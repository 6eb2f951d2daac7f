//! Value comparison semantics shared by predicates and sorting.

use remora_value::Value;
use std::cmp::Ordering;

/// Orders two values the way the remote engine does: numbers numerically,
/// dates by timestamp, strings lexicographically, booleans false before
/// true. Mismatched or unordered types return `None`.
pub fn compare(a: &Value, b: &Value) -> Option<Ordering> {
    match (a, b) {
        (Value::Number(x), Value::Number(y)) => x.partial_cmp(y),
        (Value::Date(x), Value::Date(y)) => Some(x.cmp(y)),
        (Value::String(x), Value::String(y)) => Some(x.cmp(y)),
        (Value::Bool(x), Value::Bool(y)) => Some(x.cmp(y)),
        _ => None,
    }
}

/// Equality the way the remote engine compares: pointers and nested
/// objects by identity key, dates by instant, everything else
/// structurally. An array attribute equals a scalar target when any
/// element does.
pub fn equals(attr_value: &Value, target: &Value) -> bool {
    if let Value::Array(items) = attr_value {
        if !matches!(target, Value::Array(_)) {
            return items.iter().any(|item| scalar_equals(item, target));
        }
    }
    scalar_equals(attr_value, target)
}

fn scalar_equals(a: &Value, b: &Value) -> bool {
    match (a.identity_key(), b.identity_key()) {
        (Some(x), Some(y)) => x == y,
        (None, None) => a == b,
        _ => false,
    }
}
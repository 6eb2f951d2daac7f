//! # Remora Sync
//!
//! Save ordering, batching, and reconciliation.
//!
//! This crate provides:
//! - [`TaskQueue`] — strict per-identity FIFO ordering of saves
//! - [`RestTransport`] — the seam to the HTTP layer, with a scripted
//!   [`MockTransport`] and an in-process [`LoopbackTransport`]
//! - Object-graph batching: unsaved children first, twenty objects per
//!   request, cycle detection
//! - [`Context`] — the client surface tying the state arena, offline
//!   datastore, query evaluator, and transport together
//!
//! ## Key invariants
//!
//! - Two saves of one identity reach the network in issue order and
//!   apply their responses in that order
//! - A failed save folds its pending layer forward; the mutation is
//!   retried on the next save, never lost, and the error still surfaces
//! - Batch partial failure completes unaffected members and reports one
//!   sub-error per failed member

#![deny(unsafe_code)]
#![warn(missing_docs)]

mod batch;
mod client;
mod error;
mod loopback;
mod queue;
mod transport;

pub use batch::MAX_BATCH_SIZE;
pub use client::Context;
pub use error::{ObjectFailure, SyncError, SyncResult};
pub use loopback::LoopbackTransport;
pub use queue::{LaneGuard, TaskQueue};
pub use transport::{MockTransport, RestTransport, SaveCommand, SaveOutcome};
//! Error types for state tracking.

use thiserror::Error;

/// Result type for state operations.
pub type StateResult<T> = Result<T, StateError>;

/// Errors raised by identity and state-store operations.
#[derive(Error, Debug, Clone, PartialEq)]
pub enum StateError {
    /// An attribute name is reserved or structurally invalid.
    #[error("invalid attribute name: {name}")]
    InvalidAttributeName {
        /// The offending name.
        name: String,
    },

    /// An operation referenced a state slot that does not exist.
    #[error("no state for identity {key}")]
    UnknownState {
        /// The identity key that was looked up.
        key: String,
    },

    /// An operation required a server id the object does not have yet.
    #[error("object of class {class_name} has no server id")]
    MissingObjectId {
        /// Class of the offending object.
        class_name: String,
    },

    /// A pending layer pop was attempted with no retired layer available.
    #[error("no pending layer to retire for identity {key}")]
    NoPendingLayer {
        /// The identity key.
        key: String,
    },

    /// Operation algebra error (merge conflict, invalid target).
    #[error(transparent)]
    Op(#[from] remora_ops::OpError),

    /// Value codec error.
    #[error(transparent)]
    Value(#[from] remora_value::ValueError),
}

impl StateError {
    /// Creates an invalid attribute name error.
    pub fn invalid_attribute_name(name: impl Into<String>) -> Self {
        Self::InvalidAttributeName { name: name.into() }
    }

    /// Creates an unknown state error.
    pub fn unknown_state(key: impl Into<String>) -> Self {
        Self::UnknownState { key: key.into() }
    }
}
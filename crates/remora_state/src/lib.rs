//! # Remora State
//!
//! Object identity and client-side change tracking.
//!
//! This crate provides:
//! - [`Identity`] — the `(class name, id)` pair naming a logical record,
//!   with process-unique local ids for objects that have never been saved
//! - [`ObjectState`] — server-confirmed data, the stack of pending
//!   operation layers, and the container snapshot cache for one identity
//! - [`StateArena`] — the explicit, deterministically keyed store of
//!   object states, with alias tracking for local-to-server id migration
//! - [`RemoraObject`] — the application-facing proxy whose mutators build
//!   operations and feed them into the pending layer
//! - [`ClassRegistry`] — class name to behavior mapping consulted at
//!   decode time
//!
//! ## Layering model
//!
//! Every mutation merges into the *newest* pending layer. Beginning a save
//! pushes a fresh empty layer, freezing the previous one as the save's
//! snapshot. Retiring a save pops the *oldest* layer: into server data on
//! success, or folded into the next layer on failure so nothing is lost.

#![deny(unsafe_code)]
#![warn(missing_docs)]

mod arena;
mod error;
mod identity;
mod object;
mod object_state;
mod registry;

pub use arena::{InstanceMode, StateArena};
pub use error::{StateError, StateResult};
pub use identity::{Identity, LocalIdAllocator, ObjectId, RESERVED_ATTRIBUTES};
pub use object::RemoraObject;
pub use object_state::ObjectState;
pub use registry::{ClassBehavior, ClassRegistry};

#### Task goal
Each line from the top of the data, up to and including the line that contains "(Value::Number(x), Value::Number(y)) =>", should be set down exactly.

#### Answer to this task
repository 6eb2f951d2daac7f
//! Value comparison semantics shared by predicates and sorting.

use remora_value::Value;
use std::cmp::Ordering;

/// Orders two values the way the remote engine does: numbers numerically,
/// dates by timestamp, strings lexicographically, booleans false before
/// true. Mismatched or unordered types return `None`.
pub fn compare(a: &Value, b: &Value) -> Option<Ordering> {
    match (a, b) {
        (Value::Number(x), Value::Number(y)) => x.partial_cmp(y),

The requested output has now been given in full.